Люди опасаются признавать национальную идентичность значимым для себя фактором, и причины для этого вполне понятны: национализм уже приводил к некоторым поистине ужасающим вещам. Неявным образом черты, которые можно сделать основанием для исключения других, подразумеваются любой идентичностью, но дело принимает по-настоящему опасный оборот, когда такие черты оказываются явными и используются как основания для враждебности по отношению к другим: «мы» — это «не они», а «они» — объект нашей ненависти: мы желаем им зла. Возникает агрессивная идентичность. В некоторых ситуациях агрессивная идентичность может даже быть здоровым явлением. Например, спортивные команды показывают лучшие результаты, когда они воспринимают борьбу с другой командой как соперничество; то же самое справедливо для многих частных компаний. Такое соперничество благоприятно для всех нас, оно заставляет людей напрягать силы, и это одно из недостаточно ценимых преимуществ капитализма. Но исторически самые опасные формы агрессивных идентичностей — это конфликты больших групп людей, которые относят себя к какому-то этносу, религии и национальности и противопоставляют себя другим. Это приводило к погромам, джихаду и мировой войне.
Немногие страны пострадали от такой агрессивной идентичности больше, чем Германия. В XVII веке Тридцатилетняя война между католиками и протестантами полностью опустошила процветавшую до этого страну. В конце концов эта война завершилась Вестфальским миром, который, по существу, привел к тому, что вместо религии значимой идентичностью стала национальность. Мир действительно был восстановлен, но в конечном счете он привел Германию к ужасам национал-социализма, холокоста, мировой войны и военного поражения. Не удивительно, что сегодня большинство немцев стремятся построить более широкую идентичность и с таким энтузиазмом продвигают идеи единой Европы.

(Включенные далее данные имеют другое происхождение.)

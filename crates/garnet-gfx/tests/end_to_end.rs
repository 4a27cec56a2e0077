// Copyright 2026 the garnet authors
//
// Licensed under the Apache License, Version 2.0 (the "License");
// you may not use this file except in compliance with the License.
// You may obtain a copy of the License at
//
//     http://www.apache.org/licenses/LICENSE-2.0
//
// Unless required by applicable law or agreed to in writing, software
// distributed under the License is distributed on an "AS IS" BASIS,
// WITHOUT WARRANTIES OR CONDITIONS OF ANY KIND, either express or implied.
// See the License for the specific language governing permissions and
// limitations under the License.

mod common;

use common::{color_pass, render_target, simple_pipeline, test_context, test_context_with};
use garnet_core::binding::{ResourceSetLayoutDesc, SlotKind};
use garnet_core::error::{DeviceError, GfxError};
use garnet_core::image::{Extent3d, ImageDescriptor, Origin3d};
use garnet_core::memory::{BufferUsage, ImageUsage};
use garnet_core::state::PrimitiveTopology;
use garnet_core::TextureFormat;
use garnet_gfx::{GfxSettings, ListKind, MemoryLocation, NullCommand, WriteMode};

/// A per-draw uniform rewritten with discards while the frame is still
/// reading every previous value: each rewrite must land in fresh memory,
/// and everything but the live block must return after the frame.
#[test]
fn discard_rewrites_rotate_and_reclaim() {
    let (device, gfx) = test_context();
    let target = render_target(&gfx, 64, 64);
    let pipeline = simple_pipeline(&gfx);
    let layout = gfx
        .create_resource_set_layout(&ResourceSetLayoutDesc::of_kinds(&[SlotKind::UniformBuffer]))
        .unwrap();
    let set = gfx.create_resource_set(&layout);
    let uniform = gfx
        .create_buffer(64, BufferUsage::UNIFORM, MemoryLocation::Dynamic, None)
        .unwrap();
    set.bind_uniform_buffer(0, &uniform);

    gfx.begin_frame().unwrap();
    for value in 0u8..3 {
        uniform.update(0, &[value; 64], WriteMode::Discard).unwrap();
        let mut list = gfx.begin_pass(&color_pass(&target), ListKind::Buffered).unwrap();
        list.bind_pipeline(&pipeline);
        list.bind_resource_set(0, &set);
        list.draw(PrimitiveTopology::TriangleList, 0..3, None).unwrap();
        gfx.submit_pass(list).unwrap();
    }
    // Uniform block plus two rotated-out predecessors, plus the render
    // target's image block.
    assert_eq!(gfx.stats().blocks, 4);

    gfx.end_frame().unwrap();
    // The frame completed: only the live uniform block and the image
    // block remain.
    let stats = gfx.stats();
    assert_eq!(stats.blocks, 2);
    assert_eq!(stats.retired_blocks, 0);

    // Each draw saw its own value at its own descriptor.
    let descriptors: Vec<_> = device
        .submitted_commands()
        .into_iter()
        .filter_map(|command| match command {
            NullCommand::BindDescriptor { descriptor, .. } => Some(descriptor),
            _ => None,
        })
        .collect();
    assert_eq!(descriptors.len(), 3);
    assert_ne!(descriptors[0], descriptors[1]);
    assert_ne!(descriptors[1], descriptors[2]);
}

#[test]
fn device_local_uploads_stage_and_free_with_the_frame() {
    let (device, gfx) = test_context();
    let vertices = gfx
        .create_buffer(256, BufferUsage::VERTEX, MemoryLocation::DeviceLocal, None)
        .unwrap();

    gfx.begin_frame().unwrap();
    vertices.update(0, &[1u8; 256], WriteMode::Normal).unwrap();
    // Vertex block, its staging block, and nothing else.
    assert_eq!(gfx.stats().blocks, 2);
    gfx.end_frame().unwrap();

    // The transfer stream was submitted ahead of the primary.
    assert_eq!(device.submissions().len(), 2);
    let commands = device.submitted_commands();
    assert!(matches!(commands[0], NullCommand::CopyBuffer { size: 256, .. }));

    // Staging memory went back with the frame.
    assert_eq!(gfx.stats().blocks, 1);
}

#[test]
fn texture_upload_and_mip_generation_use_the_transfer_stream() {
    let (device, gfx) = test_context();
    let texture = gfx
        .create_texture(ImageDescriptor {
            label: None,
            extent: Extent3d::new_2d(16, 16),
            mip_levels: 5,
            format: TextureFormat::Rgba8Unorm,
            usage: ImageUsage::SAMPLED | ImageUsage::TRANSFER_SRC | ImageUsage::TRANSFER_DST,
            sample_count: 1,
        })
        .unwrap();

    gfx.begin_frame().unwrap();
    gfx.upload_texture(
        &texture,
        0,
        Origin3d::default(),
        Extent3d::new_2d(16, 16),
        &[0u8; 16 * 16 * 4],
    )
    .unwrap();
    gfx.generate_mipmaps(&texture).unwrap();
    gfx.end_frame().unwrap();

    let commands = device.submitted_commands();
    assert!(matches!(commands[0], NullCommand::CopyBufferToImage { .. }));
    let blits = commands
        .iter()
        .filter(|command| matches!(command, NullCommand::BlitImage { .. }))
        .count();
    assert_eq!(blits, 4);
}

#[test]
fn frame_cap_blocks_on_the_oldest_fence() {
    let (device, gfx) = test_context_with(GfxSettings {
        frames_in_flight: 1,
        ..GfxSettings::default()
    });
    device.set_manual_fences(true);

    gfx.begin_frame().unwrap();
    gfx.end_frame().unwrap();
    assert_eq!(gfx.pending_frames(), 1);

    // A second submission exceeds the cap; with no fence progress the
    // wait reports a timeout.
    gfx.begin_frame().unwrap();
    let result = gfx.end_frame();
    assert!(matches!(
        result,
        Err(GfxError::Device(DeviceError::FenceTimeout { .. }))
    ));
    assert_eq!(gfx.pending_frames(), 2);

    device.signal_all_fences();
    gfx.wait_idle().unwrap();
    assert_eq!(gfx.pending_frames(), 0);
}

#[test]
fn frames_retire_in_submission_order() {
    let (device, gfx) = test_context();
    device.set_manual_fences(true);

    for _ in 0..2 {
        gfx.begin_frame().unwrap();
        gfx.end_frame().unwrap();
    }
    assert_eq!(gfx.pending_frames(), 2);

    // Only the two already-signalled frames retire; the new one stays
    // pending behind its own fence.
    device.signal_all_fences();
    gfx.begin_frame().unwrap();
    gfx.end_frame().unwrap();
    assert_eq!(gfx.pending_frames(), 1);

    device.signal_all_fences();
    gfx.wait_idle().unwrap();
    assert_eq!(gfx.pending_frames(), 0);
}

Но Европа — это не просто кусок суши, которому можно привить тот или иной государственный строй. Как мы уже видели, государство будет работать лучше, если границы политической и гражданской власти совпадают с границами общей идентичности. Если они не совпадают, то либо границы идентичности должны приспособиться к границам государства, либо наоборот. Во всех современных обществах в основе функционирования механизмов политической власти лежит очень умеренный уровень принуждения и высокая степень добровольного соблюдения норм. Добровольное соблюдение норм невозможно без уже упоминавшегося нами чувства долга, которое делает из обычной власти авторитет. Если людям не свойственно это чувство, у власти остается только три варианта действий. Первый — заставить население соблюдать требования посредством реального принуждения: северокорейский вариант. Второй — попытаться реализовать первый вариант, но получить в ответ организованное насилие против государства: сирийский вариант. Третий — осознать ограниченность своих возможностей и прийти к своего рода театру: власть издает свои распоряжения, зная, что их будут игнорировать, а те, к кому они обращены, находят способы избегать их выполнения, не делая это слишком уж явно и беззастенчиво. Таким оказался опыт Европейского союза, добивавшегося соблюдения своих норм финансовой дисциплины; нашелся лишь один народ, который никогда их не нарушал: финны.
Люди, живущие в современном обществе экономического благосостояния, росли в эпоху, когда власть уже развилась в авторитет, и считают это нормой. Всю жизнь работая в странах, которые с огромным трудом осуществляют эту трансформацию сегодня, я постепенно понял, насколько это ценное, неочевидное и, в сущности, очень хрупкое достижение. Чтобы сделать Европу новым государственным организмом, необходимо сформировать новую широкую идентичность, но это необычайно сложная задача. Совместные усилия такого масштаба очень сложно организовать, само же средство распространения нарративов идентичности и долга — язык — крайне дифференцировано: в Европе нет общего языка[76]
. Попытки наделить авторитетом некую центральную инстанцию, с которой отождествляют себя лишь немногие, создают предпосылки для утраты властью авторитета, дробления целого на региональные идентичности и сползания в индивидуализм — в ад homo economicus.